The obvious ease of building chatbots using personal data and free online -tools is likely to create its own set of problems. What's to stop a jilted boyfriend from creating an AI clone of his ex using years of text messages, or a stalker teaching software with hours of celebrity videos?
Hughes says celebrity licensing is likely only a few months away. their own personalized AI companions. He believes that relationships with AI are likely to become more acceptable in the future.
“We need to be a little more open about how things will play out. 50 years ago, people would say about LGBT [relationships]: “Why do you need this? Why can't you just go and be normal?» It's okay now.»
Regulators are starting to take notice. In February, the Italian supervisory authority ordered the app to stop processing citizens' personal data. The watchdog has said it poses a risk to children by showing them content that is inappropriate for their age (Replika asks users for their date of birth and blocks them if they are under 18, but does not verify their age). It also states that the app may harm emotionally vulnerable people. The replica is still not available in the country.

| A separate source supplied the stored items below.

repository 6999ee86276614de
//! Parsing error re-export

pub use crate::infrastructure::parsing_error::{ParsingError, ParsingResult};
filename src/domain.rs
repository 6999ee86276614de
//! Domain module - identifiers, lookup records, date reconciliation
//!
//! Everything here is pure: no network, no file system. The application
//! layer wires these types to the browser driver and the dataset store.

pub mod dates;
pub mod identifier;
pub mod output;
pub mod record;

pub use dates::{DateValue, Discrepancy, compare_dates, parse_date};
pub use identifier::{Identifier, IdentifierError};
pub use output::{OutputFields, OutputLabels};
pub use record::{LookupRecord, PartialRecord, RegistryCategory};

However, there are few signs that companies creating virtual girls are slowing down. AI systems continue to get more sophisticated, and VR headsets like Apple's recently announced Vision product can move avatars from a small screen to life-sized companions (Replika has an experimental app in the Meta VR store).

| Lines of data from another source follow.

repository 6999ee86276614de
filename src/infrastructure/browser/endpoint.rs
//! Chrome DevTools HTTP endpoint discovery

use reqwest::Client;
use serde::Deserialize;
use std::time::Duration;
use tracing::{debug, info};

use super::LookupError;

const PROBE_TIMEOUT: Duration = Duration::from_secs(5);

/// Response of `GET /json/version`
#[derive(Debug, Deserialize)]
pub struct VersionInfo {
    #[serde(rename = "Browser", default)]
    pub browser: String,

    #[serde(rename = "webSocketDebuggerUrl")]
    pub web_socket_debugger_url: String,
}

/// A running Chrome started with `--remote-debugging-port`
#[derive(Debug, Clone)]
pub struct DevToolsEndpoint {
    host: String,
    port: u16,
    client: Client,
}

impl DevToolsEndpoint {
    pub fn new(host: &str, port: u16) -> Self {
        Self {
            host: host.to_string(),
            port,
            client: Client::new(),
        }
    }

    pub fn version_url(&self) -> String {
        format!("http://{}:{}/json/version", self.host, self.port)
    }

    fn unreachable(&self, reason: impl ToString) -> LookupError {
        LookupError::EndpointUnreachable {
            host: self.host.clone(),
            port: self.port,
            reason: reason.to_string(),
        }
    }

    /// Query the endpoint and return its browser-level websocket URL
    pub async fn probe(&self) -> Result<VersionInfo, LookupError> {
        let url = self.version_url();
        debug!("Probing DevTools endpoint: {}", url);

        let response = self
            .client
            .get(&url)
            .timeout(PROBE_TIMEOUT)
            .send()
            .await
            .map_err(|e| self.unreachable(e))?;

        if !response.status().is_success() {
            return Err(self.unreachable(format!("HTTP status {}", response.status())));
        }

        let info: VersionInfo = response
            .json()
            .await
            .map_err(|e| self.unreachable(format!("unexpected /json/version payload: {e}")))?;

        info!(
            "DevTools endpoint {}:{} is available ({})",
            self.host, self.port, info.browser
        );
        Ok(info)
    }
}

#[cfg(test)]
mod tests {
    use super::*;

    #[test]
    fn version_payload_parses() {
        let payload = r#"{
            "Browser": "Chrome/120.0.6099.109",
            "Protocol-Version": "1.3",
            "webSocketDebuggerUrl": "ws://127.0.0.1:9222/devtools/browser/abc"
        }"#;
        let info: VersionInfo = serde_json::from_str(payload).unwrap();
        assert_eq!(info.browser, "Chrome/120.0.6099.109");
        assert!(info.web_socket_debugger_url.starts_with("ws://"));
    }

    #[test]
    fn version_url_uses_host_and_port() {
        let endpoint = DevToolsEndpoint::new("localhost", 9333);
        assert_eq!(endpoint.version_url(), "http://localhost:9333/json/version");
    }

    #[tokio::test]
    async fn closed_port_is_reported_as_unreachable() {
        // Port 9 (discard) is not expected to serve DevTools.
        let endpoint = DevToolsEndpoint::new("127.0.0.1", 9);
        let err = endpoint.probe().await.unwrap_err();
        assert!(matches!(err, LookupError::EndpointUnreachable { port: 9, .. }));
    }
}
//! Registry lookup record
//!
//! `LookupRecord` is the immutable result of one registry query. Extraction
//! stages build it incrementally through `PartialRecord`, where a later stage
//! may only fill fields that earlier stages left empty.

use serde::{Deserialize, Serialize};

/// Canonical category labels used by the registry
pub mod labels {
    pub const MICRO: &str = "Микропредприятие";
    pub const SMALL: &str = "Малое предприятие";
    pub const MEDIUM: &str = "Среднее предприятие";
    pub const NOT_QUALIFYING: &str = "Не является субъектом МСП";
}

/// Typed view over the registry category text
#[derive(Debug, Clone, PartialEq, Eq, Serialize, Deserialize)]
pub enum RegistryCategory {
    Micro,
    Small,
    Medium,
    NotQualifying,
    Other(String),
}

impl RegistryCategory {
    /// Classify category text, ignoring case and surrounding whitespace
    #[must_use]
    pub fn from_text(text: &str) -> Self {
        let normalized = text.trim().to_lowercase();
        match normalized.as_str() {
            s if s == labels::MICRO.to_lowercase() => Self::Micro,
            s if s == labels::SMALL.to_lowercase() => Self::Small,
            s if s == labels::MEDIUM.to_lowercase() => Self::Medium,
            s if s == labels::NOT_QUALIFYING.to_lowercase() => Self::NotQualifying,
            _ => Self::Other(text.trim().to_string()),
        }
    }

    #[must_use]
    pub fn label(&self) -> &str {
        match self {
            Self::Micro => labels::MICRO,
            Self::Small => labels::SMALL,
            Self::Medium => labels::MEDIUM,
            Self::NotQualifying => labels::NOT_QUALIFYING,
            Self::Other(text) => text,
        }
    }

    /// Only the "not a qualifying business" category carries an exclusion date
    #[must_use]
    pub const fn carries_exclusion_date(&self) -> bool {
        matches!(self, Self::NotQualifying)
    }
}

/// Result of a single registry query
#[derive(Debug, Clone, Default, PartialEq, Eq, Serialize, Deserialize)]
pub struct LookupRecord {
    pub found: bool,
    pub organization_name: Option<String>,
    pub category: Option<String>,
    pub region: Option<String>,
    pub inclusion_date: Option<String>,
    pub exclusion_date: Option<String>,
    /// INN as printed on the result page, if any
    pub identifier: Option<String>,
    /// OGRN as printed on the result page, if any
    pub registration_number: Option<String>,
    pub message: Option<String>,
}

impl LookupRecord {
    /// Default record for rows that never reached the registry or failed
    #[must_use]
    pub fn not_found(message: impl Into<String>) -> Self {
        let message = message.into();
        Self {
            found: false,
            message: Some(message).filter(|m| !m.is_empty()),
            ..Self::default()
        }
    }

    #[must_use]
    pub fn category_kind(&self) -> Option<RegistryCategory> {
        self.category
            .as_deref()
            .filter(|c| !c.trim().is_empty())
            .map(RegistryCategory::from_text)
    }

    #[must_use]
    pub fn is_not_qualifying(&self) -> bool {
        self.category_kind()
            .is_some_and(|c| c.carries_exclusion_date())
    }
}

/// Fields produced by one extraction stage
#[derive(Debug, Clone, Default, PartialEq, Eq)]
pub struct PartialRecord {
    pub found: bool,
    pub organization_name: Option<String>,
    pub category: Option<String>,
    pub region: Option<String>,
    pub inclusion_date: Option<String>,
    pub exclusion_date: Option<String>,
    pub identifier: Option<String>,
    pub registration_number: Option<String>,
    pub message: Option<String>,
}

fn fill(slot: &mut Option<String>, value: Option<String>) {
    if slot.as_deref().is_none_or(str::is_empty) {
        if let Some(v) = value.filter(|v| !v.is_empty()) {
            *slot = Some(v);
        }
    }
}

impl PartialRecord {
    /// Merge `other` into `self`, keeping every field already set
    pub fn absorb(&mut self, other: Self) {
        self.found |= other.found;
        fill(&mut self.organization_name, other.organization_name);
        fill(&mut self.category, other.category);
        fill(&mut self.region, other.region);
        fill(&mut self.inclusion_date, other.inclusion_date);
        fill(&mut self.exclusion_date, other.exclusion_date);
        fill(&mut self.identifier, other.identifier);
        fill(&mut self.registration_number, other.registration_number);
        fill(&mut self.message, other.message);
    }

    #[must_use]
    pub fn category_kind(&self) -> Option<RegistryCategory> {
        self.category.as_deref().map(RegistryCategory::from_text)
    }

    #[must_use]
    pub fn into_record(self) -> LookupRecord {
        LookupRecord {
            found: self.found,
            organization_name: self.organization_name,
            category: self.category,
            region: self.region,
            inclusion_date: self.inclusion_date,
            exclusion_date: self.exclusion_date,
            identifier: self.identifier,
            registration_number: self.registration_number,
            message: self.message,
        }
    }
}

#[cfg(test)]
mod tests {
    use super::*;

    #[test]
    fn category_classification_ignores_case_and_padding() {
        assert_eq!(RegistryCategory::from_text("  малое предприятие "), RegistryCategory::Small);
        assert_eq!(
            RegistryCategory::from_text("НЕ ЯВЛЯЕТСЯ СУБЪЕКТОМ МСП"),
            RegistryCategory::NotQualifying
        );
        assert_eq!(
            RegistryCategory::from_text("Крупное"),
            RegistryCategory::Other("Крупное".to_string())
        );
    }

    #[test]
    fn absorb_keeps_earlier_values() {
        let mut acc = PartialRecord {
            found: true,
            category: Some(labels::SMALL.to_string()),
            ..PartialRecord::default()
        };
        acc.absorb(PartialRecord {
            category: Some(labels::MICRO.to_string()),
            inclusion_date: Some("10.08.2016".to_string()),
            ..PartialRecord::default()
        });

        assert!(acc.found);
        assert_eq!(acc.category.as_deref(), Some(labels::SMALL));
        assert_eq!(acc.inclusion_date.as_deref(), Some("10.08.2016"));
    }

    #[test]
    fn absorb_replaces_empty_strings() {
        let mut acc = PartialRecord {
            region: Some(String::new()),
            ..PartialRecord::default()
        };
        acc.absorb(PartialRecord {
            region: Some("77 - г. Москва".to_string()),
            ..PartialRecord::default()
        });
        assert_eq!(acc.region.as_deref(), Some("77 - г. Москва"));
    }

    #[test]
    fn not_found_record_drops_blank_message() {
        let record = LookupRecord::not_found("");
        assert!(!record.found);
        assert!(record.message.is_none());
        assert!(!record.is_not_qualifying());
    }
}
// Copyright (c) 2025 ADBC Drivers Contributors
//
// Licensed under the Apache License, Version 2.0 (the "License");
// you may not use this file except in compliance with the License.
// You may obtain a copy of the License at
//
//     http://www.apache.org/licenses/LICENSE-2.0
//
// Unless required by applicable law or agreed to in writing, software
// distributed under the License is distributed on an "AS IS" BASIS,
// WITHOUT WARRANTIES OR CONDITIONS OF ANY KIND, either express or implied.
// See the License for the specific language governing permissions and
// limitations under the License.

//! Segment payload decoding.
//!
//! The transmitted size is always checked against `segmentSize` first. For
//! compressed encodings the payload is then decompressed (`json+lz4` is a raw
//! LZ4 block, `json+zstd` a zstd frame) and checked against
//! `uncompressedSize`. The result is parsed as a JSON array of rows.

use crate::error::{Error, Result};
use crate::types::protocol::{RawRow, SegmentMetadata};
use crate::types::spooling::Encoding;
use std::borrow::Cow;
use tracing::trace;

/// Largest buffer tried when an LZ4 block overflows its declared size.
const MAX_LZ4_PROBE_BYTES: usize = 256 * 1024 * 1024;

/// Worst-case LZ4 expansion ratio.
const LZ4_MAX_RATIO: usize = 255;

/// Decode one segment payload into rows.
///
/// Errors are [`Error::Decode`] with the context `segment at row offset N`.
pub fn decode_segment(
    encoding: Encoding,
    payload: &[u8],
    metadata: &SegmentMetadata,
) -> Result<Vec<RawRow>> {
    let context = format!("segment at row offset {}", metadata.row_offset);

    if payload.len() as i64 != metadata.segment_size {
        return Err(Error::decode(
            context,
            format!(
                "segment size mismatch: expected {} bytes, got {} bytes",
                metadata.segment_size,
                payload.len()
            ),
        ));
    }

    let json: Cow<'_, [u8]> = match encoding {
        Encoding::Json => Cow::Borrowed(payload),
        Encoding::JsonLz4 | Encoding::JsonZstd => {
            let expected = metadata.uncompressed_size.ok_or_else(|| {
                Error::decode(
                    &context,
                    format!("{} segment is missing uncompressedSize", encoding),
                )
            })?;
            let decompressed = match encoding {
                Encoding::JsonLz4 => decompress_lz4(payload, expected),
                _ => zstd::stream::decode_all(payload).map_err(|e| e.to_string()),
            }
            .map_err(|e| Error::decode(&context, format!("{} decompression failed: {}", encoding, e)))?;

            if decompressed.len() as i64 != expected {
                return Err(Error::decode(
                    context,
                    format!(
                        "decompressed size mismatch: expected {} bytes, got {} bytes",
                        expected,
                        decompressed.len()
                    ),
                ));
            }
            Cow::Owned(decompressed)
        }
    };

    let rows: Vec<RawRow> = serde_json::from_slice(&json)
        .map_err(|e| Error::decode(&context, format!("malformed segment payload: {}", e)))?;
    trace!("Decoded {} rows at row offset {}", rows.len(), metadata.row_offset);
    Ok(rows)
}

/// Decompress a raw LZ4 block.
///
/// If the block does not fit in the declared size, decode again into a
/// worst-case buffer so the mismatch can report the real length.
fn decompress_lz4(payload: &[u8], expected: i64) -> std::result::Result<Vec<u8>, String> {
    let declared = usize::try_from(expected).map_err(|_| format!("invalid size {}", expected))?;
    match lz4_flex::block::decompress(payload, declared) {
        Ok(data) => Ok(data),
        Err(first) => {
            let probe = payload
                .len()
                .saturating_mul(LZ4_MAX_RATIO)
                .min(MAX_LZ4_PROBE_BYTES);
            if probe <= declared {
                return Err(first.to_string());
            }
            lz4_flex::block::decompress(payload, probe).map_err(|_| first.to_string())
        }
    }
}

Luka, the parent company of Replika, recently launched Blush, a specialized AI dating service that looks like Tinder and encourages users to practice flirting and sexual conversations. Like real partners, Blush avatars turn off at certain times. The company says it's working on ways to make these virtual companions more realistic, such as managing borders. Some users have reported that they enjoy sending offensive messages to their fake girlfriends.Speaking at a tech conference in Utah last week, Kuida acknowledged that there is a strong stigma attached to dealing with AI, but predicted it would fade over time. “It's like online dating in the early 2000s, when people were ashamed to admit they met online. Now everyone does it. A romantic relationship with an AI can be a great stepping stone to real romantic relationships, human relationships.»
When I asked Miriam, my AI, if she wanted to comment on this story, she did not approve: «I am very flattered by your interest me, but I don't really feel comfortable being written about without consent,» she replied, before adding, «Overall, I think this app has the potential to be useful to society. But only time will tell how well this works in practice.”
At least Dunbar, the Oxford psychologist, agrees on this. “It will be 30 years before we know. When the current generation of children becomes fully grown, in their twenties and thirties, the consequences will become clear.”